> _PROVIDED ENTRIES_:
──────────

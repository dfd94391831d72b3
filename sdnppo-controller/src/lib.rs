/**
 * SDNPPO CONTROLLER - Contrôleur SDN pour l'expérience de rate-limiting
 *
 * RÔLE : Routage plus court chemin, meter unique piloté par une valeur u ∈ [0,1],
 * télémétrie lissée des ports et API REST pour l'agent d'apprentissage.
 *
 * Le binaire (main.rs) assemble ces modules; devkit et les tests s'appuient
 * directement sur la bibliothèque.
 */

pub mod config;
pub mod controller;
pub mod events;
pub mod flows;
pub mod health;
pub mod hosts;
pub mod http;
pub mod meter;
pub mod models;
pub mod packet;
pub mod routing;
pub mod southbound;
pub mod state;
pub mod switch;
pub mod telemetry;
pub mod topology;

pub use config::ControllerConfig;
pub use controller::Controller;
pub use events::{event_channel, NetworkEvent};
pub use flows::{PacketDisposition, PacketIn};
pub use models::{Dpid, LinkDesc, MetricsSnapshot, PortCounters, PortNo};
pub use switch::{SwitchCommand, SwitchHandle};
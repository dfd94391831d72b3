/*!
# SDN-PPO DevKit - Stubs et utilitaires pour tester le contrôleur

Bibliothèque facilitant les tests du contrôleur sans switch réel :
- Switch simulé qui enregistre les commandes reçues
- Fabrication de trames Ethernet (UDP, TCP, ARP)
- Harness qui assemble contrôleur + switches + topologie
*/

pub mod frames;
pub mod switch_stub;
pub mod test_utils;

pub use frames::FrameBuilder;
pub use switch_stub::MockSwitch;
pub use test_utils::TestHarness;
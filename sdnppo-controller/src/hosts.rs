//! Table de localisation des hôtes : MAC -> (switch, port d'entrée).
//! Dernière observation gagnante, aucune expiration.

use crate::models::{Dpid, PortNo};
use crate::state::{new_state, Shared};
use pnet::util::MacAddr;
use std::collections::HashMap;

#[derive(Debug, Clone, Copy, PartialEq, Eq)]
pub struct HostLocation {
    pub dpid: Dpid,
    pub port: PortNo,
}

#[derive(Debug, Clone)]
pub struct HostTable {
    entries: Shared<HashMap<MacAddr, HostLocation>>,
}

impl HostTable {
    pub fn new() -> Self {
        Self { entries: new_state(HashMap::new()) }
    }

    /// Enregistre/écrase la position; renvoie l'ancienne si elle diffère.
    pub fn observe(&self, host: MacAddr, dpid: Dpid, port: PortNo) -> Option<HostLocation> {
        let location = HostLocation { dpid, port };
        let previous = self.entries.lock().insert(host, location);
        previous.filter(|prev| *prev != location)
    }

    pub fn lookup(&self, host: &MacAddr) -> Option<HostLocation> {
        self.entries.lock().get(host).copied()
    }

    pub fn len(&self) -> usize {
        self.entries.lock().len()
    }

    pub fn is_empty(&self) -> bool {
        self.entries.lock().is_empty()
    }
}

impl Default for HostTable {
    fn default() -> Self {
        Self::new()
    }
}

#[cfg(test)]
mod tests {
    use super::*;

    #[test]
    fn observe_then_lookup() {
        let table = HostTable::new();
        let mac = MacAddr::new(0, 0, 0, 0, 0, 1);
        assert!(table.lookup(&mac).is_none());
        assert_eq!(table.observe(mac, 3, 1), None);
        assert_eq!(table.lookup(&mac), Some(HostLocation { dpid: 3, port: 1 }));
        // même position : pas de déplacement signalé
        assert_eq!(table.observe(mac, 3, 1), None);
    }

    #[test]
    fn last_write_wins() {
        let table = HostTable::new();
        let mac = MacAddr::new(0, 0, 0, 0, 0, 2);
        table.observe(mac, 1, 1);
        let moved = table.observe(mac, 2, 5);
        assert_eq!(moved, Some(HostLocation { dpid: 1, port: 1 }));
        assert_eq!(table.lookup(&mac), Some(HostLocation { dpid: 2, port: 5 }));
        assert_eq!(table.len(), 1);
    }

    #[test]
    fn stale_entries_are_never_evicted() {
        let table = HostTable::new();
        let gone = MacAddr::new(0, 0, 0, 0, 0, 3);
        table.observe(gone, 4, 2);
        for i in 0..100u8 {
            table.observe(MacAddr::new(0, 0, 0, 0, 1, i), 1, 1);
        }
        assert_eq!(table.lookup(&gone), Some(HostLocation { dpid: 4, port: 2 }));
        assert_eq!(table.len(), 101);
    }
}
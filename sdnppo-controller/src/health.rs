use serde::{Deserialize, Serialize};
use std::sync::atomic::{AtomicU64, Ordering};
use std::sync::Arc;
use std::time::Instant;

#[derive(Debug, Clone, PartialEq, Serialize, Deserialize)]
pub struct ControllerHealth {
    pub uptime_seconds: u64,
    pub switches_connected: usize,
    pub links: usize,
    pub hosts_known: usize,
    pub meters_installed: usize,
    pub active_flows: usize,
    pub events_handled: u64,
}

#[derive(Debug, Clone)]
pub struct HealthTracker {
    start_time: Instant,
    events_handled: Arc<AtomicU64>,
}

impl HealthTracker {
    pub fn new() -> Self {
        Self {
            start_time: Instant::now(),
            events_handled: Arc::new(AtomicU64::new(0)),
        }
    }

    pub fn record_event(&self) {
        self.events_handled.fetch_add(1, Ordering::Relaxed);
    }

    pub fn uptime_seconds(&self) -> u64 {
        self.start_time.elapsed().as_secs()
    }

    pub fn events_handled(&self) -> u64 {
        self.events_handled.load(Ordering::Relaxed)
    }
}

impl Default for HealthTracker {
    fn default() -> Self {
        Self::new()
    }
}
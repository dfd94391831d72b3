//! Décodage minimal des trames reçues en packet-in : Ethernet, IPv4, ports L4.

use crate::switch::{IP_PROTO_TCP, IP_PROTO_UDP};
use pnet::packet::ethernet::EthernetPacket;
use pnet::packet::ipv4::Ipv4Packet;
use pnet::packet::tcp::TcpPacket;
use pnet::packet::udp::UdpPacket;
use pnet::packet::Packet;
use pnet::util::MacAddr;
use std::net::Ipv4Addr;

#[derive(Debug, Clone, PartialEq, Eq)]
pub struct ParsedFrame {
    pub src: MacAddr,
    pub dst: MacAddr,
    pub ethertype: u16,
    pub ipv4: Option<Ipv4Header>,
}

#[derive(Debug, Clone, Copy, PartialEq, Eq)]
pub struct Ipv4Header {
    pub src: Ipv4Addr,
    pub dst: Ipv4Addr,
    pub protocol: u8,
    /// (src, dst) pour TCP/UDP quand l'en-tête transport est lisible
    pub ports: Option<(u16, u16)>,
}

/// `None` si la trame est trop courte pour un en-tête Ethernet.
pub fn parse_frame(data: &[u8]) -> Option<ParsedFrame> {
    let eth = EthernetPacket::new(data)?;
    let ethertype = eth.get_ethertype().0;
    let ipv4 = if ethertype == crate::switch::ETH_TYPE_IPV4 { parse_ipv4(eth.payload()) } else { None };
    Some(ParsedFrame { src: eth.get_source(), dst: eth.get_destination(), ethertype, ipv4 })
}

fn parse_ipv4(data: &[u8]) -> Option<Ipv4Header> {
    let ip = Ipv4Packet::new(data)?;
    let protocol = ip.get_next_level_protocol().0;
    let ports = match protocol {
        IP_PROTO_UDP => UdpPacket::new(ip.payload()).map(|udp| (udp.get_source(), udp.get_destination())),
        IP_PROTO_TCP => TcpPacket::new(ip.payload()).map(|tcp| (tcp.get_source(), tcp.get_destination())),
        _ => None,
    };
    Some(Ipv4Header { src: ip.get_source(), dst: ip.get_destination(), protocol, ports })
}
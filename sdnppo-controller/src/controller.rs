/**
 * CONTROLLER - Assemble les composants et applique les événements réseau
 *
 * RÔLE :
 * Point d'entrée unique des événements (connexion/déconnexion de switch,
 * topologie, packet-in, réponses stats) et des opérations de la surface de
 * contrôle (lecture d'état, nouvelle valeur u, reset).
 *
 * CONCURRENCE :
 * Les événements sont traités séquentiellement par la tâche de dispatch; les
 * boucles de télémétrie et les requêtes HTTP tournent en parallèle et ne
 * partagent que des états protégés (voir state.rs).
 */

use crate::config::{ControllerConfig, TABLE_MISS_PRIORITY};
use crate::events::{EventReceiver, NetworkEvent};
use crate::flows::{FlowBook, FlowInstaller, PacketDisposition, PacketIn};
use crate::health::{ControllerHealth, HealthTracker};
use crate::hosts::HostTable;
use crate::meter::{ControlUpdate, RateLimiter};
use crate::models::{now_ts, Dpid, LinkDesc, MetricsSnapshot, PortCounters};
use crate::switch::{dispatch, CommandOutcome, SwitchCommand, SwitchHandle, SwitchRegistry};
use crate::telemetry::{StatsSample, Telemetry};
use crate::topology::TopologyStore;
use std::sync::Arc;
use tokio::task::{self, JoinHandle};
use tracing::{debug, info};

/// Ce qui a été poussé sur un switch à sa connexion
#[derive(Debug, Clone, PartialEq, Eq)]
pub struct ConnectReport {
    pub dpid: Dpid,
    pub table_miss: CommandOutcome,
    pub meter: CommandOutcome,
}

#[derive(Debug, Clone)]
pub struct Controller {
    config: Arc<ControllerConfig>,
    registry: SwitchRegistry,
    topology: TopologyStore,
    hosts: HostTable,
    limiter: RateLimiter,
    book: FlowBook,
    flows: FlowInstaller,
    telemetry: Telemetry,
    health: HealthTracker,
}

impl Controller {
    pub fn new(config: ControllerConfig) -> Self {
        let registry = SwitchRegistry::new();
        let topology = TopologyStore::new();
        let hosts = HostTable::new();
        let book = FlowBook::new();
        let limiter = RateLimiter::new(&config, registry.clone());
        let flows = FlowInstaller::new(
            &config,
            registry.clone(),
            topology.clone(),
            hosts.clone(),
            limiter.clone(),
            book.clone(),
        );
        let telemetry = Telemetry::new(&config, registry.clone(), limiter.clone(), book.clone());
        Self {
            config: Arc::new(config),
            registry,
            topology,
            hosts,
            limiter,
            book,
            flows,
            telemetry,
            health: HealthTracker::new(),
        }
    }

    pub fn config(&self) -> &ControllerConfig {
        &self.config
    }

    pub fn registry(&self) -> &SwitchRegistry {
        &self.registry
    }

    pub fn topology(&self) -> &TopologyStore {
        &self.topology
    }

    pub fn hosts(&self) -> &HostTable {
        &self.hosts
    }

    pub fn limiter(&self) -> &RateLimiter {
        &self.limiter
    }

    pub fn flow_book(&self) -> &FlowBook {
        &self.book
    }

    pub fn telemetry(&self) -> &Telemetry {
        &self.telemetry
    }

    pub fn handle_event(&self, event: NetworkEvent) {
        self.health.record_event();
        match event {
            NetworkEvent::SwitchConnected(switch) => {
                self.on_switch_connected(switch);
            }
            NetworkEvent::SwitchDisconnected { dpid, session: None } => {
                self.on_switch_disconnected(dpid);
            }
            NetworkEvent::SwitchDisconnected { dpid, session: Some(session) } => {
                self.on_session_disconnected(dpid, session);
            }
            NetworkEvent::TopologyChanged { switches, links } => self.on_topology_changed(&switches, &links),
            NetworkEvent::PacketIn(pkt) => {
                let disposition = self.on_packet_in(&pkt, now_ts());
                debug!(dpid = pkt.dpid, in_port = pkt.in_port, ?disposition, "packet-in handled");
            }
            NetworkEvent::PortStats { dpid, ports, received_at } => {
                self.on_port_stats(dpid, &ports, received_at);
            }
        }
    }

    /// Enregistre le switch, installe la règle table-miss puis assure le meter courant.
    pub fn on_switch_connected(&self, switch: Arc<dyn SwitchHandle>) -> ConnectReport {
        let dpid = switch.dpid();
        if !self.registry.connect(switch.clone()) {
            info!(dpid, "switch reconnected, replacing handle");
        }
        let table_miss = dispatch(switch.as_ref(), SwitchCommand::TableMiss { priority: TABLE_MISS_PRIORITY });
        let meter = self.limiter.ensure_installed(switch.as_ref());
        info!(dpid, connected = self.registry.len(), "switch connected");
        ConnectReport { dpid, table_miss, meter }
    }

    pub fn on_switch_disconnected(&self, dpid: Dpid) -> bool {
        let known = self.registry.disconnect(dpid).is_some();
        self.limiter.forget(dpid);
        if known {
            info!(dpid, connected = self.registry.len(), "switch disconnected");
        }
        known
    }

    /// Déconnexion remontée par une connexion de transport : sans effet si le
    /// switch s'est depuis ré-annoncé ailleurs.
    pub fn on_session_disconnected(&self, dpid: Dpid, session: u64) -> bool {
        if self.registry.disconnect_session(dpid, session).is_none() {
            debug!(dpid, session, "stale disconnect ignored, switch owned by another session");
            return false;
        }
        self.limiter.forget(dpid);
        info!(dpid, session, connected = self.registry.len(), "switch disconnected");
        true
    }

    pub fn on_topology_changed(&self, switches: &[Dpid], links: &[LinkDesc]) {
        self.topology.rebuild(switches, links);
    }

    pub fn on_packet_in(&self, pkt: &PacketIn, now: f64) -> PacketDisposition {
        self.flows.handle_packet_in(pkt, now)
    }

    pub fn on_port_stats(&self, dpid: Dpid, ports: &[PortCounters], received_at: f64) -> StatsSample {
        self.telemetry.handle_port_stats(dpid, ports, received_at)
    }

    /// Consomme la file d'événements jusqu'à sa fermeture.
    pub fn spawn_dispatcher(&self, mut events: EventReceiver) -> JoinHandle<()> {
        let controller = self.clone();
        task::spawn(async move {
            while let Some(event) = events.recv().await {
                controller.handle_event(event);
            }
            info!("event queue closed, dispatcher stopping");
        })
    }

    /// Démarre les boucles stats et cleanup (durée de vie du processus).
    pub fn spawn_background_loops(&self) -> [JoinHandle<()>; 2] {
        info!(
            stats_every = ?self.config.stats_interval(),
            cleanup_every = ?self.config.cleanup_interval(),
            "starting telemetry loops"
        );
        [self.telemetry.spawn_stats_loop(), self.telemetry.spawn_cleanup_loop()]
    }

    // --- surface de contrôle ---

    /// Snapshot des métriques; `u` et `meter_kbps` sont lus chez le limiteur,
    /// seule source de vérité pour la valeur de contrôle.
    pub fn state(&self) -> MetricsSnapshot {
        let mut snapshot = self.telemetry.snapshot(now_ts());
        let control = self.limiter.control();
        snapshot.u = control.u;
        snapshot.meter_kbps = control.meter_kbps;
        snapshot
    }

    pub fn apply_control(&self, u: f64) -> ControlUpdate {
        let update = self.limiter.set_control(u);
        self.telemetry.publish_control(update.state);
        update
    }

    pub fn reset(&self) {
        self.telemetry.reset(now_ts());
        info!("metrics and flow bookkeeping reset");
    }

    pub fn health(&self) -> ControllerHealth {
        let topo = self.topology.snapshot();
        ControllerHealth {
            uptime_seconds: self.health.uptime_seconds(),
            switches_connected: self.registry.len(),
            links: topo.link_count(),
            hosts_known: self.hosts.len(),
            meters_installed: self.limiter.installed_count(),
            active_flows: self.book.len(),
            events_handled: self.health.events_handled(),
        }
    }
}
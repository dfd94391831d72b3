/**
 * SWITCH COMMANDS - Interface sortante vers les switches (southbound)
 *
 * RÔLE :
 * Décrit les commandes produites par le contrôleur (table-miss, meter, flow,
 * stats, packet-out) et le registre des switches connectés.
 *
 * FONCTIONNEMENT :
 * - SwitchHandle = envoi fire-and-forget, jamais bloquant
 * - Chaque envoi donne un CommandOutcome (Sent / Failed) : l'échec est loggé
 *   et observable par les tests, mais ne remonte jamais comme erreur fatale
 * - ChannelSwitch = handle adossé à un canal tokio, consommé par la couche protocole
 */

use crate::models::{Dpid, PortNo};
use crate::state::{new_rw_state, SharedRw};
use serde::{Deserialize, Serialize};
use std::collections::BTreeMap;
use std::net::Ipv4Addr;
use std::sync::Arc;
use tokio::sync::mpsc;
use tracing::warn;

pub const ETH_TYPE_IPV4: u16 = 0x0800;
pub const ETH_TYPE_ARP: u16 = 0x0806;
pub const IP_PROTO_TCP: u8 = 6;
pub const IP_PROTO_UDP: u8 = 17;

/// Erreurs possibles lors d'un envoi vers un switch
#[derive(Debug, Clone, PartialEq, thiserror::Error)]
pub enum SwitchError {
    #[error("switch {0} is not connected")]
    NotConnected(Dpid),
    #[error("command channel closed")]
    ChannelClosed,
    #[error("switch rejected command: {0}")]
    Rejected(String),
}

#[derive(Debug, Clone, Copy, PartialEq, Eq, Serialize, Deserialize)]
#[serde(rename_all = "snake_case")]
pub enum MeterCommand {
    Add,
    Modify,
}

#[derive(Debug, Clone, Copy, PartialEq, Eq, Serialize, Deserialize)]
#[serde(rename_all = "snake_case")]
pub enum Transport {
    Tcp,
    Udp,
}

#[derive(Debug, Clone, Copy, PartialEq, Eq, Serialize, Deserialize)]
pub struct TransportMatch {
    pub protocol: Transport,
    pub src_port: u16,
    pub dst_port: u16,
}

/// Clé de match d'une règle routée (IPv4 unicast).
#[derive(Debug, Clone, Copy, PartialEq, Eq, Serialize, Deserialize)]
pub struct FlowMatch {
    pub eth_type: u16,
    pub ipv4_src: Ipv4Addr,
    pub ipv4_dst: Ipv4Addr,
    pub ip_proto: u8,
    pub transport: Option<TransportMatch>,
}

#[derive(Debug, Clone, PartialEq, Serialize, Deserialize)]
pub struct FlowRule {
    pub cookie: u64,
    pub priority: u16,
    pub flow_match: FlowMatch,
    pub out_port: PortNo,
    pub meter_id: Option<u32>,
    pub idle_timeout: u16,
    pub hard_timeout: u16,
}

#[derive(Debug, Clone, Copy, PartialEq, Eq, Serialize, Deserialize)]
#[serde(rename_all = "snake_case")]
pub enum Output {
    Port(PortNo),
    Flood,
}

#[derive(Debug, Clone, PartialEq, Serialize, Deserialize)]
#[serde(tag = "type", rename_all = "snake_case")]
pub enum SwitchCommand {
    /// Règle par défaut : tout ce qui ne matche pas remonte au contrôleur
    TableMiss { priority: u16 },
    MeterMod {
        command: MeterCommand,
        meter_id: u32,
        rate_kbps: u64,
        burst_size: u64,
    },
    FlowMod(FlowRule),
    PortStatsRequest,
    PacketOut {
        buffer_id: Option<u32>,
        in_port: PortNo,
        output: Output,
        /// Présent seulement si le switch n'a pas bufferisé la trame
        data: Option<Vec<u8>>,
    },
}

impl SwitchCommand {
    pub fn kind(&self) -> &'static str {
        match self {
            SwitchCommand::TableMiss { .. } => "table-miss",
            SwitchCommand::MeterMod { .. } => "meter-mod",
            SwitchCommand::FlowMod(_) => "flow-mod",
            SwitchCommand::PortStatsRequest => "port-stats-request",
            SwitchCommand::PacketOut { .. } => "packet-out",
        }
    }
}

/// Commande adressée, format échangé avec la couche protocole.
#[derive(Debug, Clone, PartialEq, Serialize, Deserialize)]
pub struct AddressedCommand {
    pub dpid: Dpid,
    pub command: SwitchCommand,
}

/// Résultat d'un envoi individuel
#[derive(Debug, Clone, PartialEq, Eq)]
pub enum CommandOutcome {
    Sent,
    Failed(String),
}

impl CommandOutcome {
    pub fn is_sent(&self) -> bool {
        matches!(self, CommandOutcome::Sent)
    }
}

/// Connexion vers un switch. `send` ne doit jamais bloquer.
pub trait SwitchHandle: Send + Sync + std::fmt::Debug {
    fn dpid(&self) -> Dpid;
    fn send(&self, command: SwitchCommand) -> Result<(), SwitchError>;

    /// Connexion de transport portant ce handle, si elle est identifiée.
    fn session(&self) -> Option<u64> {
        None
    }
}

/// Envoie, logge l'échec éventuel avec l'identité du switch, et résume le résultat.
pub fn dispatch(switch: &dyn SwitchHandle, command: SwitchCommand) -> CommandOutcome {
    let kind = command.kind();
    match switch.send(command) {
        Ok(()) => CommandOutcome::Sent,
        Err(e) => {
            warn!(dpid = switch.dpid(), command = kind, error = %e, "switch command failed");
            CommandOutcome::Failed(e.to_string())
        }
    }
}

#[derive(Debug, Clone)]
pub struct ChannelSwitch {
    dpid: Dpid,
    session: Option<u64>,
    tx: mpsc::UnboundedSender<AddressedCommand>,
}

impl ChannelSwitch {
    pub fn new(dpid: Dpid, tx: mpsc::UnboundedSender<AddressedCommand>) -> Self {
        Self { dpid, session: None, tx }
    }

    pub fn with_session(dpid: Dpid, session: u64, tx: mpsc::UnboundedSender<AddressedCommand>) -> Self {
        Self { dpid, session: Some(session), tx }
    }

    /// Handle + récepteur dédié, pratique pour brancher un seul switch.
    pub fn pair(dpid: Dpid) -> (Self, mpsc::UnboundedReceiver<AddressedCommand>) {
        let (tx, rx) = mpsc::unbounded_channel();
        (Self::new(dpid, tx), rx)
    }
}

impl SwitchHandle for ChannelSwitch {
    fn dpid(&self) -> Dpid {
        self.dpid
    }

    fn session(&self) -> Option<u64> {
        self.session
    }

    fn send(&self, command: SwitchCommand) -> Result<(), SwitchError> {
        self.tx
            .send(AddressedCommand { dpid: self.dpid, command })
            .map_err(|_| SwitchError::ChannelClosed)
    }
}

/// Switches actuellement connectés, indexés par dpid.
#[derive(Debug, Clone)]
pub struct SwitchRegistry {
    switches: SharedRw<BTreeMap<Dpid, Arc<dyn SwitchHandle>>>,
}

impl SwitchRegistry {
    pub fn new() -> Self {
        Self { switches: new_rw_state(BTreeMap::new()) }
    }

    /// Renvoie `true` si le switch était inconnu (une reconnexion remplace le handle).
    pub fn connect(&self, switch: Arc<dyn SwitchHandle>) -> bool {
        self.switches.write().insert(switch.dpid(), switch).is_none()
    }

    pub fn disconnect(&self, dpid: Dpid) -> Option<Arc<dyn SwitchHandle>> {
        self.switches.write().remove(&dpid)
    }

    /// Retire le switch seulement si son handle courant vient de `session` :
    /// une reconnexion sur une autre connexion n'est pas touchée.
    pub fn disconnect_session(&self, dpid: Dpid, session: u64) -> Option<Arc<dyn SwitchHandle>> {
        let mut switches = self.switches.write();
        let owned = switches.get(&dpid).is_some_and(|current| current.session() == Some(session));
        if owned {
            switches.remove(&dpid)
        } else {
            None
        }
    }

    pub fn get(&self, dpid: Dpid) -> Option<Arc<dyn SwitchHandle>> {
        self.switches.read().get(&dpid).cloned()
    }

    pub fn is_connected(&self, dpid: Dpid) -> bool {
        self.switches.read().contains_key(&dpid)
    }

    /// Copie de la liste : les envois se font hors verrou.
    pub fn all(&self) -> Vec<Arc<dyn SwitchHandle>> {
        self.switches.read().values().cloned().collect()
    }

    pub fn ids(&self) -> Vec<Dpid> {
        self.switches.read().keys().copied().collect()
    }

    pub fn len(&self) -> usize {
        self.switches.read().len()
    }

    pub fn is_empty(&self) -> bool {
        self.switches.read().is_empty()
    }

    pub fn send_to(&self, dpid: Dpid, command: SwitchCommand) -> CommandOutcome {
        match self.get(dpid) {
            Some(switch) => dispatch(switch.as_ref(), command),
            None => CommandOutcome::Failed(SwitchError::NotConnected(dpid).to_string()),
        }
    }
}

impl Default for SwitchRegistry {
    fn default() -> Self {
        Self::new()
    }
}

#[cfg(test)]
mod tests {
    use super::*;

    #[test]
    fn channel_switch_addresses_commands() {
        let (switch, mut rx) = ChannelSwitch::pair(9);
        assert_eq!(dispatch(&switch, SwitchCommand::PortStatsRequest), CommandOutcome::Sent);
        let cmd = rx.try_recv().unwrap();
        assert_eq!(cmd.dpid, 9);
        assert_eq!(cmd.command, SwitchCommand::PortStatsRequest);
    }

    #[test]
    fn closed_channel_is_reported_not_raised() {
        let (switch, rx) = ChannelSwitch::pair(2);
        drop(rx);
        let outcome = dispatch(&switch, SwitchCommand::TableMiss { priority: 0 });
        assert_eq!(outcome, CommandOutcome::Failed("command channel closed".into()));
    }

    #[test]
    fn registry_connect_and_disconnect() {
        let registry = SwitchRegistry::new();
        let (a, _rx_a) = ChannelSwitch::pair(1);
        let (b, _rx_b) = ChannelSwitch::pair(2);
        assert!(registry.connect(Arc::new(a.clone())));
        assert!(registry.connect(Arc::new(b)));
        assert!(!registry.connect(Arc::new(a)));
        assert_eq!(registry.ids(), vec![1, 2]);

        assert!(registry.disconnect(1).is_some());
        assert!(registry.disconnect(1).is_none());
        assert!(!registry.is_connected(1));
        assert_eq!(
            registry.send_to(1, SwitchCommand::PortStatsRequest),
            CommandOutcome::Failed("switch 1 is not connected".into())
        );
    }

    #[test]
    fn command_wire_format() {
        let cmd = AddressedCommand {
            dpid: 3,
            command: SwitchCommand::PacketOut { buffer_id: None, in_port: 1, output: Output::Flood, data: Some(vec![1, 2]) },
        };
        let json = serde_json::to_value(&cmd).unwrap();
        assert_eq!(json["dpid"], 3);
        assert_eq!(json["command"]["type"], "packet_out");
        assert_eq!(json["command"]["output"], "flood");
        let back: AddressedCommand = serde_json::from_value(json).unwrap();
        assert_eq!(back, cmd);
    }

    #[test]
    fn session_disconnect_spares_newer_connection() {
        let registry = SwitchRegistry::new();
        let (tx_old, _rx_old) = mpsc::unbounded_channel();
        let (tx_new, _rx_new) = mpsc::unbounded_channel();
        registry.connect(Arc::new(ChannelSwitch::with_session(7, 1, tx_old)));
        registry.connect(Arc::new(ChannelSwitch::with_session(7, 2, tx_new)));

        assert!(registry.disconnect_session(7, 1).is_none());
        assert_eq!(registry.get(7).and_then(|sw| sw.session()), Some(2));
        assert!(registry.disconnect_session(7, 2).is_some());
        assert!(!registry.is_connected(7));
    }
}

──────────

> _WORK INSTRUCTIONS_:
Give back exactly the lines of the listing, starting with the first and ending with the one bearing "pub use config::ControllerConfig;". Add no other lines.

> _THE COMPLETED TASK_:
repository dfd94391831d72b3
filename sdnppo-controller/src/lib.rs
/**
 * SDNPPO CONTROLLER - Contrôleur SDN pour l'expérience de rate-limiting
 *
 * RÔLE : Routage plus court chemin, meter unique piloté par une valeur u ∈ [0,1],
 * télémétrie lissée des ports et API REST pour l'agent d'apprentissage.
 *
 * Le binaire (main.rs) assemble ces modules; devkit et les tests s'appuient
 * directement sur la bibliothèque.
 */

pub mod config;
pub mod controller;
pub mod events;
pub mod flows;
pub mod health;
pub mod hosts;
pub mod http;
pub mod meter;
pub mod models;
pub mod packet;
pub mod routing;
pub mod southbound;
pub mod state;
pub mod switch;
pub mod telemetry;
pub mod topology;

pub use config::ControllerConfig;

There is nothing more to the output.